In response to elevated levels of inflation, the Federal Reserve (Fed) has raised the federal funds rate by 5.25% to a current range of 5.25% – 5.50%. While there have been some bumps in the road, including two negative quarters of real GDP growth (Q1 & Q2 2022) and a banking crisis (March 2023), the U.S. economy has performed surprisingly well. This is underscored by the most recent GDP report, with real GDP growth of 5.2% in Q3 2023.1
Moreover, the estimate of Q4 2023 real GDP growth provided by the Atlanta Fed (GDPNow) is 1.8% as of November 30, 2023.2 As for inflation, it continues to moderate based on measures such as the CPI and the PCE Price Index.
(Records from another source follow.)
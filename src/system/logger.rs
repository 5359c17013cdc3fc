use tracing_subscriber::{EnvFilter, FmtSubscriber};

/// Filter variable checked before `RUST_LOG`.
pub const LOG_ENV: &str = "AGENTSTORM_LOG";

pub fn init_logging(verbose: bool, no_color: bool) {
    let filter = std::env::var(LOG_ENV)
        .or_else(|_| std::env::var("RUST_LOG"))
        .map_or_else(
            |_| EnvFilter::new(default_directive(verbose)),
            |value| {
                EnvFilter::try_new(value)
                    .unwrap_or_else(|_| EnvFilter::new(default_directive(verbose)))
            },
        );

    let subscriber = FmtSubscriber::builder()
        .with_env_filter(filter)
        .with_ansi(!no_color)
        .with_target(false)
        .finish();

    if let Err(err) = tracing::subscriber::set_global_default(subscriber) {
        eprintln!("Failed to set global default subscriber: {}", err);
    }
}

const fn default_directive(verbose: bool) -> &'static str {
    if verbose { "debug" } else { "info" }
}

#[cfg(test)]
mod tests {
    use super::*;

    #[test]
    fn init_logging_is_idempotent() {
        init_logging(false, true);
        init_logging(true, true);
    }
}
mod export;
mod probe;
mod run;

pub(crate) use probe::run_probe;
pub(crate) use run::run_scenario;
use std::sync::Arc;
use std::sync::atomic::{AtomicU64, Ordering};
use std::time::Duration;

use tokio::io::{AsyncRead, AsyncWrite};
use tokio::sync::oneshot;
use tokio::time::Instant;
use tracing::{debug, error, trace};

use crate::error::{FailureKind, SessionError};
use crate::shutdown::{ShutdownReceiver, is_shutdown, wait_for_shutdown};
use crate::state::SharedState;
use crate::transport::{
    Connector, DEFAULT_AUTH_READ_ATTEMPTS, Session, SessionReader, SessionWriter,
};
use crate::wire::{DEFAULT_MAX_FRAME_BYTES, Inbound, build_event_batch, build_identity_message, classify};

use super::identity::AgentIdentity;
use super::pacing::pacing_interval;
use super::phase::{AgentPhase, PhaseCell};
use super::slot::{ConfirmSlot, Resolution};

/// Consecutive non-confirm messages tolerated while a batch is in flight.
pub const DEFAULT_CONFIRM_READ_ATTEMPTS: usize = 3;
/// Delay between passing the approval barrier and the first batch.
pub const DEFAULT_START_STAGGER: Duration = Duration::from_secs(1);
/// How often a paused agent re-checks whether a rate change has settled.
pub const DEFAULT_RATE_POLL_INTERVAL: Duration = Duration::from_millis(100);

#[derive(Debug, Clone)]
pub struct AgentSettings {
    pub bootstrap_token: String,
    pub auth_read_attempts: usize,
    pub confirm_read_attempts: usize,
    pub start_stagger: Duration,
    pub rate_poll_interval: Duration,
    pub max_frame_bytes: Option<usize>,
}

impl AgentSettings {
    #[must_use]
    pub fn new(bootstrap_token: impl Into<String>) -> Self {
        Self {
            bootstrap_token: bootstrap_token.into(),
            auth_read_attempts: DEFAULT_AUTH_READ_ATTEMPTS,
            confirm_read_attempts: DEFAULT_CONFIRM_READ_ATTEMPTS,
            start_stagger: DEFAULT_START_STAGGER,
            rate_poll_interval: DEFAULT_RATE_POLL_INTERVAL,
            max_frame_bytes: Some(DEFAULT_MAX_FRAME_BYTES),
        }
    }
}

/// Final state of one agent after it stopped.
#[derive(Debug, Clone)]
pub struct AgentOutcome {
    pub identity: AgentIdentity,
    pub phase: AgentPhase,
    pub batches_sent: u64,
    pub batches_confirmed: u64,
    pub failure: Option<FailureKind>,
}

/// One simulated client. Owns its connection exclusively and only talks to
/// the rest of the run through [`SharedState`].
pub struct Agent {
    identity: AgentIdentity,
    state: Arc<SharedState>,
    settings: Arc<AgentSettings>,
    shutdown_rx: ShutdownReceiver,
    phase: PhaseCell,
    slot: ConfirmSlot,
    sent: AtomicU64,
    confirmed: AtomicU64,
}

impl Agent {
    #[must_use]
    pub fn new(
        identity: AgentIdentity,
        state: Arc<SharedState>,
        settings: Arc<AgentSettings>,
        shutdown_rx: ShutdownReceiver,
    ) -> Self {
        Self {
            identity,
            state,
            settings,
            shutdown_rx,
            phase: PhaseCell::new(AgentPhase::Connecting),
            slot: ConfirmSlot::default(),
            sent: AtomicU64::new(0),
            confirmed: AtomicU64::new(0),
        }
    }

    #[must_use]
    pub const fn identity(&self) -> &AgentIdentity {
        &self.identity
    }

    /// Runs the agent until stop or its first failure. A failure outside
    /// shutdown is recorded exactly once in the shared window.
    pub async fn run(self, connector: Arc<dyn Connector>) -> AgentOutcome {
        let failure = match self.drive(connector.as_ref()).await {
            Ok(()) => None,
            Err(err) if self.is_stopping() => {
                debug!(
                    "Agent {} ignoring error during shutdown: {}",
                    self.identity.name, err
                );
                None
            }
            Err(err) => {
                self.phase.set(AgentPhase::Error);
                self.state.on_error();
                error!(
                    "Agent {} failed ({}): {}",
                    self.identity.name,
                    err.kind(),
                    err
                );
                Some(err.kind())
            }
        };
        if failure.is_none() {
            self.phase.set(AgentPhase::Closed);
        }

        AgentOutcome {
            phase: self.phase.get(),
            batches_sent: self.sent.load(Ordering::Acquire),
            batches_confirmed: self.confirmed.load(Ordering::Acquire),
            failure,
            identity: self.identity,
        }
    }

    async fn drive(&self, connector: &dyn Connector) -> Result<(), SessionError> {
        let mut shutdown_rx = self.shutdown_rx.clone();

        self.phase.set(AgentPhase::Connecting);
        let stream = tokio::select! {
            result = connector.connect() => result?,
            () = wait_for_shutdown(&mut shutdown_rx) => return Ok(()),
        };
        let mut session = Session::new(stream, self.settings.max_frame_bytes);

        self.phase.set(AgentPhase::Authenticating);
        let identity = build_identity_message(
            &self.identity.name,
            &self.identity.peer_id,
            &self.settings.bootstrap_token,
        );
        tokio::select! {
            result = session.authenticate(&identity, self.settings.auth_read_attempts) => result?,
            () = wait_for_shutdown(&mut shutdown_rx) => return Ok(()),
        }

        self.phase.set(AgentPhase::Ready);
        self.state.on_agent_approved();
        debug!("Agent {} approved", self.identity.name);

        tokio::select! {
            () = self.wait_start() => {}
            () = wait_for_shutdown(&mut shutdown_rx) => return Ok(()),
        }

        let (reader, mut writer) = session.into_split();
        let result = tokio::select! {
            result = self.receive_loop(reader) => result,
            result = self.send_loop(&mut writer) => result,
            () = wait_for_shutdown(&mut shutdown_rx) => Ok(()),
        };

        self.phase.set(AgentPhase::Draining);
        if self.slot.cancel() {
            trace!("Agent {} released an unconfirmed batch", self.identity.name);
        }
        writer.close().await;
        result
    }

    async fn wait_start(&self) {
        self.state.wait_ready().await;
        if !self.settings.start_stagger.is_zero() {
            tokio::time::sleep(self.settings.start_stagger).await;
        }
    }

    async fn send_loop<S>(&self, writer: &mut SessionWriter<S>) -> Result<(), SessionError>
    where
        S: AsyncRead + AsyncWrite + Unpin + Send,
    {
        let mut confirmation_id: u64 = 1;
        let mut pending: Option<oneshot::Receiver<Resolution>> = None;

        loop {
            if let Some(confirm_rx) = pending.take() {
                self.phase.set(AgentPhase::WaitingForConfirm);
                match confirm_rx.await {
                    Ok(Resolution::Confirmed { .. }) => {}
                    Ok(Resolution::Cancelled) | Err(_) => return Ok(()),
                }
            }

            while self.state.is_changing_rate() {
                if self.is_stopping() {
                    return Ok(());
                }
                tokio::time::sleep(self.settings.rate_poll_interval).await;
            }
            if self.is_stopping() {
                return Ok(());
            }

            self.phase.set(AgentPhase::Sending);
            confirmation_id = confirmation_id.saturating_add(1);
            let events_per_batch = self.state.events_per_batch();
            let batch = build_event_batch(events_per_batch, confirmation_id).map_err(|source| {
                SessionError::Send {
                    context: "event batch",
                    source,
                }
            })?;
            let confirm_rx = self.slot.arm(confirmation_id)?;
            // Only the send itself counts against the pacing interval.
            let send_started = Instant::now();
            writer.send(&batch, "event batch").await?;
            self.sent.fetch_add(1, Ordering::AcqRel);
            self.state.on_batch_sent();
            pending = Some(confirm_rx);
            self.phase.set(AgentPhase::WaitingForConfirm);

            let interval = pacing_interval(events_per_batch, self.state.rate_per_agent());
            if let Some(remaining) = interval.checked_sub(send_started.elapsed())
                && !remaining.is_zero()
            {
                tokio::time::sleep(remaining).await;
            }
        }
    }

    async fn receive_loop<S>(&self, mut reader: SessionReader<S>) -> Result<(), SessionError>
    where
        S: AsyncRead + AsyncWrite + Unpin + Send,
    {
        let mut unmatched = 0usize;
        loop {
            let message = reader.recv().await?;
            match classify(&message) {
                Inbound::Confirm => {
                    unmatched = 0;
                    match self.slot.resolve() {
                        Some(latency) => {
                            self.confirmed.fetch_add(1, Ordering::AcqRel);
                            self.state.on_confirm(latency);
                            trace!(
                                "Agent {} confirmed in {:?}",
                                self.identity.name, latency
                            );
                        }
                        None => debug!(
                            "Agent {} got a confirm with no batch in flight",
                            self.identity.name
                        ),
                    }
                }
                Inbound::AuthApproved | Inbound::Unrecognized => {
                    let Some(confirmation_id) = self.slot.armed_id() else {
                        continue;
                    };
                    unmatched = unmatched.saturating_add(1);
                    if unmatched >= self.settings.confirm_read_attempts {
                        return Err(SessionError::MissingAck {
                            attempts: unmatched,
                            confirmation_id,
                        });
                    }
                }
            }
        }
    }

    fn is_stopping(&self) -> bool {
        is_shutdown(&self.shutdown_rx)
    }
}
In October, the CPI was unchanged (0%) and increased 3.2% year-over-year (Core CPI increase of .2% and 4% year-over-year).3 This is down from a peak year-over-year rate of 9.1% in June 2022 (Core CPI peak year-over-year rate of 6.6% in September 2022).4 The PCE Price Index was also unchanged in October (0%) and increased 3% year-over-year (Core PCE Price Index increase of .2% and 3.5% year-over-year).5 While the Fed had penciled in another .25% increase in the federal funds rate according to the September Summary of Economic Projections (2023 median federal funds rate of 5.6%)6, an increase at the December FOMC meeting is unlikely. Based on the trends in the inflation data, the Fed can remain on hold and maintain the target range for the federal funds rate at 5.25% – 5.50%.
Reviewing the major U.S. stock market indexes, 2023 has been a good year. Shown below are the year-to-date returns as of November 30, 2023 (price performance, dividends not included).
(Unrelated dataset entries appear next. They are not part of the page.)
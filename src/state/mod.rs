//! Process-wide aggregation shared by every agent and the scenario
//! controller.
mod shared;
mod window;


pub use shared::{DEFAULT_SETTLE_DELAY, SharedState};
pub use window::{DEFAULT_LATENCY_SAMPLES, WindowSnapshot};
use std::num::{NonZeroU64, NonZeroUsize};

use serde::{Deserialize, Serialize};

use crate::error::ValidationError;

#[derive(Debug, Clone, Copy, PartialEq, Eq, Deserialize, Serialize)]
#[serde(try_from = "u64", into = "u64")]
pub struct PositiveU64(NonZeroU64);

impl PositiveU64 {
    #[must_use]
    pub const fn get(self) -> u64 {
        self.0.get()
    }
}

impl TryFrom<u64> for PositiveU64 {
    type Error = ValidationError;

    fn try_from(value: u64) -> Result<Self, Self::Error> {
        NonZeroU64::new(value)
            .map(PositiveU64)
            .ok_or(ValidationError::ValueTooSmall { min: 1 })
    }
}

impl std::str::FromStr for PositiveU64 {
    type Err = ValidationError;

    fn from_str(s: &str) -> Result<Self, Self::Err> {
        let value: u64 = s
            .trim()
            .parse()
            .map_err(|err| ValidationError::InvalidNumber { source: err })?;
        PositiveU64::try_from(value)
    }
}

impl From<PositiveU64> for u64 {
    fn from(value: PositiveU64) -> Self {
        value.get()
    }
}

#[derive(Debug, Clone, Copy, PartialEq, Eq, Deserialize, Serialize)]
#[serde(try_from = "usize", into = "usize")]
pub struct PositiveUsize(NonZeroUsize);

impl PositiveUsize {
    #[must_use]
    pub const fn get(self) -> usize {
        self.0.get()
    }
}

impl TryFrom<usize> for PositiveUsize {
    type Error = ValidationError;

    fn try_from(value: usize) -> Result<Self, Self::Error> {
        NonZeroUsize::new(value)
            .map(PositiveUsize)
            .ok_or(ValidationError::ValueTooSmall { min: 1 })
    }
}

impl std::str::FromStr for PositiveUsize {
    type Err = ValidationError;

    fn from_str(s: &str) -> Result<Self, Self::Err> {
        let value: usize = s
            .trim()
            .parse()
            .map_err(|err| ValidationError::InvalidNumber { source: err })?;
        PositiveUsize::try_from(value)
    }
}

impl From<PositiveUsize> for usize {
    fn from(value: PositiveUsize) -> Self {
        value.get()
    }
}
U.S. Stock Market Index | Year-To-Date Return |
---|---|
Dow Jones Industrial Average | 8.46% |
Nasdaq Composite | 35.92% |
Nasdaq 100 | 45.78% |
S&P 500 | 18.97% |
S&P 400 | 5.48% |
S&P 600 | 1.13% |
Shown below is a chart of the S&P 500. The index is down about 5.3% from its all-time high set in January 2022. (Of note, when taking dividends into account, total return S&P 500 ETFs such as the VOO (Vanguard S&P 500 ETF) or the SPY (SPDR S&P 500 ETF) are down a little over 2% from their all-time high price points set in January 2022.)

Reviewing the S&P 500 sectors via the SPDRs, the consumer discretionary, technology, and communication services sectors have performed well in 2023. Shown below are the year-to-date returns as of November 30, 2023 (price performance, dividends not included).
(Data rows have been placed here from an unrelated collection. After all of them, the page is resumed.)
mod build;
mod execute;
mod types;


pub(crate) use build::build_plan;
pub(crate) use execute::execute_plan;
pub(crate) use types::{ProbeSettings, RunSettings};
S&P 500 Sector SPDR | Year-To-Date Return |
---|---|
Consumer Discretionary | 30.68% |
Consumer Staples | -5.22% |
Energy | -3.30% |
Financials | 4.97% |
Health Care | -3.34% |
Industrials | 9.00% |
Materials | 6.09% |
Real Estate | .81% |
Technology | 48.79% |
Communication Services | 45.38% |
Utilities | -10.98% |
Are we there yet? Are we at the peak in the federal funds rate? Based on recent market commentary and the action in financial markets, the answer is yes. As compared to a month ago, U.S. Treasury yields are materially lower, U.S. equity markets are materially higher, and cuts in the federal funds rate at being priced into the market. Based on the CME FedWatch Tool, cuts could come as soon as January 2024 with a 7.9% probability of a .25% decrease in the federal funds rate (to a target range of 5.00% – 5.25%).7 While the Fed is on hold, points noted in previous articles regarding past inflationary experiences will still influence the Fed’s thinking. Optimism about federal funds rate cuts has been misplaced in the past and may again be misplaced. At this point, I believe the December FOMC meeting is important. How will Chairman Powell characterize inflation and monetary policy? Is inflation still “too high” and “well above” the 2% target? Is there still “a long way to go” in the inflation fight? Is the Fed now confident that policy is sufficiently restrictive? Is further tightening still under consideration? In addition, the December Summary of Economic Projections will be important to assess the Fed’s thinking on key economic variables, including the federal funds rate. With the Fed on hold, we are at a peak. But is it the peak? More data is needed to conclusively answer this question. The Fed’s positioning and the economic data will determine if we are at the peak in the federal funds rate, key considerations as we move into 2024.
Thanks for reading.
Phillip B. Kaiser, CFA, CFP®, CMT®
Notes
1. U.S. Bureau of Economic Analysis, Gross Domestic Product (Second Estimate) Corporate Profits (Preliminary Estimate) Third Quarter 2023. Accessed on Thursday, November 30, 2023 from https://www.bea.gov/news/2023/gross-domestic-product-second-estimate-corporate-profits-preliminary-estimate-third.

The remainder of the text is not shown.